> _Dataset_:
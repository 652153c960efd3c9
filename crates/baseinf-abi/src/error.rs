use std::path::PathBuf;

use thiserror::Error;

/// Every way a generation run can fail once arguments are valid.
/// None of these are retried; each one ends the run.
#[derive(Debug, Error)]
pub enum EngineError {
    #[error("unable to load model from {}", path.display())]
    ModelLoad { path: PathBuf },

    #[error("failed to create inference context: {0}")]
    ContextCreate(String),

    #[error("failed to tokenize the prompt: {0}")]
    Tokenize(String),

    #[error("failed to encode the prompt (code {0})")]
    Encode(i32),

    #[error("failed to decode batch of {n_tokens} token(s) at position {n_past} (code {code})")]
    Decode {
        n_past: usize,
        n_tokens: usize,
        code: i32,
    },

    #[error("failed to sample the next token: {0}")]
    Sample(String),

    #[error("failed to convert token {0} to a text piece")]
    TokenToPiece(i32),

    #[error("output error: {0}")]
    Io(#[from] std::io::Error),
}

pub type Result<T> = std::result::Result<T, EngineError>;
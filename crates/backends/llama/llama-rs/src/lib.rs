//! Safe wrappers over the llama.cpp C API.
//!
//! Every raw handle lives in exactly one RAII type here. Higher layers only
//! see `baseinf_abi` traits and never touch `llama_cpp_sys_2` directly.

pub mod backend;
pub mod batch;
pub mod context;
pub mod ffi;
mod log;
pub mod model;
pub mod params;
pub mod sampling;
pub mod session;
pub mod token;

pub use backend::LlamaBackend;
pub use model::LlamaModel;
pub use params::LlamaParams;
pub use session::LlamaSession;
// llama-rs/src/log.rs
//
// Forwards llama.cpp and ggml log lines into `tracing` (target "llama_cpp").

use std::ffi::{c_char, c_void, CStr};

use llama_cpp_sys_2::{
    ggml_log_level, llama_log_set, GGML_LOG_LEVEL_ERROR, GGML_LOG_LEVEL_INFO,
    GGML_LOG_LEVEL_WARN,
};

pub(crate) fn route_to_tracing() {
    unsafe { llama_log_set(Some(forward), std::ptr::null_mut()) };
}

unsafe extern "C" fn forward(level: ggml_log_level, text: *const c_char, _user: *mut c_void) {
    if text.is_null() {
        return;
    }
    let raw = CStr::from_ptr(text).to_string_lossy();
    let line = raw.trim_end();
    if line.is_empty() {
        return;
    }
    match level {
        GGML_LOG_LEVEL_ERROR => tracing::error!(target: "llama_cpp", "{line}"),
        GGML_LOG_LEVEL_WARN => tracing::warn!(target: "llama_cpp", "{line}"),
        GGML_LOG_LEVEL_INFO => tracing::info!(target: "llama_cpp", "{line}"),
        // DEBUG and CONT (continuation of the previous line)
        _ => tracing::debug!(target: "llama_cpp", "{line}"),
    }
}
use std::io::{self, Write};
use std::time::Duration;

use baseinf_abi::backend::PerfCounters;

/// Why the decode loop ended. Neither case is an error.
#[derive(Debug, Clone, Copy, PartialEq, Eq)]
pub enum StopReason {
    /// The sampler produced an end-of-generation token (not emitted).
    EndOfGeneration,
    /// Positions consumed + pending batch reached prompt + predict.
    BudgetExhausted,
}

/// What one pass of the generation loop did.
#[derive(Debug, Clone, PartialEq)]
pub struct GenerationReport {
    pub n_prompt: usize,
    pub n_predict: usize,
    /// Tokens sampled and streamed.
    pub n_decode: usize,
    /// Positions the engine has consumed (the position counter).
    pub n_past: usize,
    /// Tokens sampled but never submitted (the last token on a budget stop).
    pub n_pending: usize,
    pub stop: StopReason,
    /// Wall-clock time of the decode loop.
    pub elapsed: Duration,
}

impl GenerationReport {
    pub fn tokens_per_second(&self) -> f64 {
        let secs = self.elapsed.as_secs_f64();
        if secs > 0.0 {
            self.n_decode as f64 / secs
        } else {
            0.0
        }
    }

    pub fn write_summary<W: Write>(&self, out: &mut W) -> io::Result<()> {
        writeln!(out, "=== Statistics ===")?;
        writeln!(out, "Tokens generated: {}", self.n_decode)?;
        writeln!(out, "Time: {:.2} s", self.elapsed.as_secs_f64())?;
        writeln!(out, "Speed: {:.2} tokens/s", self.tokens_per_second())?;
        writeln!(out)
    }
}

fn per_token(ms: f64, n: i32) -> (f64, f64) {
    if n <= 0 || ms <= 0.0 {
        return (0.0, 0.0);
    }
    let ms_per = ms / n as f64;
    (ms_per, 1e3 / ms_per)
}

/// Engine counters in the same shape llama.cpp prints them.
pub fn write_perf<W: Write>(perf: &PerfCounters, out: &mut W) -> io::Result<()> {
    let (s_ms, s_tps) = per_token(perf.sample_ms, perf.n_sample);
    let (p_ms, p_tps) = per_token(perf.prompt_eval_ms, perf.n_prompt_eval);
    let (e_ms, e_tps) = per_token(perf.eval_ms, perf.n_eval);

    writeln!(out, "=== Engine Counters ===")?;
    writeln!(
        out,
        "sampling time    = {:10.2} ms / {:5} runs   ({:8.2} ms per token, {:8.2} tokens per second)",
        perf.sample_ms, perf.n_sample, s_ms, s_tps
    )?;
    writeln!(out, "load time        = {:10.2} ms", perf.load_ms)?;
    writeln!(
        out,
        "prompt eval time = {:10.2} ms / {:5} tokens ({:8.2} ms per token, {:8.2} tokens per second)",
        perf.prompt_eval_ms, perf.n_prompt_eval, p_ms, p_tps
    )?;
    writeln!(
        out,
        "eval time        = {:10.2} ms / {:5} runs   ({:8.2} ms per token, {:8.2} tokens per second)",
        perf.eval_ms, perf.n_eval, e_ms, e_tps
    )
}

> _Exercise_: Return the material exactly as it stands above, but only from its first line to the line containing "filename crates/backends/llama/llama-rs/src/lib.rs", both ends included.

> _Task result_:
repository 652153c960efd3c9
filename crates/baseinf-abi/src/error.rs
use std::path::PathBuf;

use thiserror::Error;

/// Every way a generation run can fail once arguments are valid.
/// None of these are retried; each one ends the run.
#[derive(Debug, Error)]
pub enum EngineError {
    #[error("unable to load model from {}", path.display())]
    ModelLoad { path: PathBuf },

    #[error("failed to create inference context: {0}")]
    ContextCreate(String),

    #[error("failed to tokenize the prompt: {0}")]
    Tokenize(String),

    #[error("failed to encode the prompt (code {0})")]
    Encode(i32),

    #[error("failed to decode batch of {n_tokens} token(s) at position {n_past} (code {code})")]
    Decode {
        n_past: usize,
        n_tokens: usize,
        code: i32,
    },

    #[error("failed to sample the next token: {0}")]
    Sample(String),

    #[error("failed to convert token {0} to a text piece")]
    TokenToPiece(i32),

    #[error("output error: {0}")]
    Io(#[from] std::io::Error),
}

pub type Result<T> = std::result::Result<T, EngineError>;
filename crates/backends/llama/llama-rs/src/lib.rs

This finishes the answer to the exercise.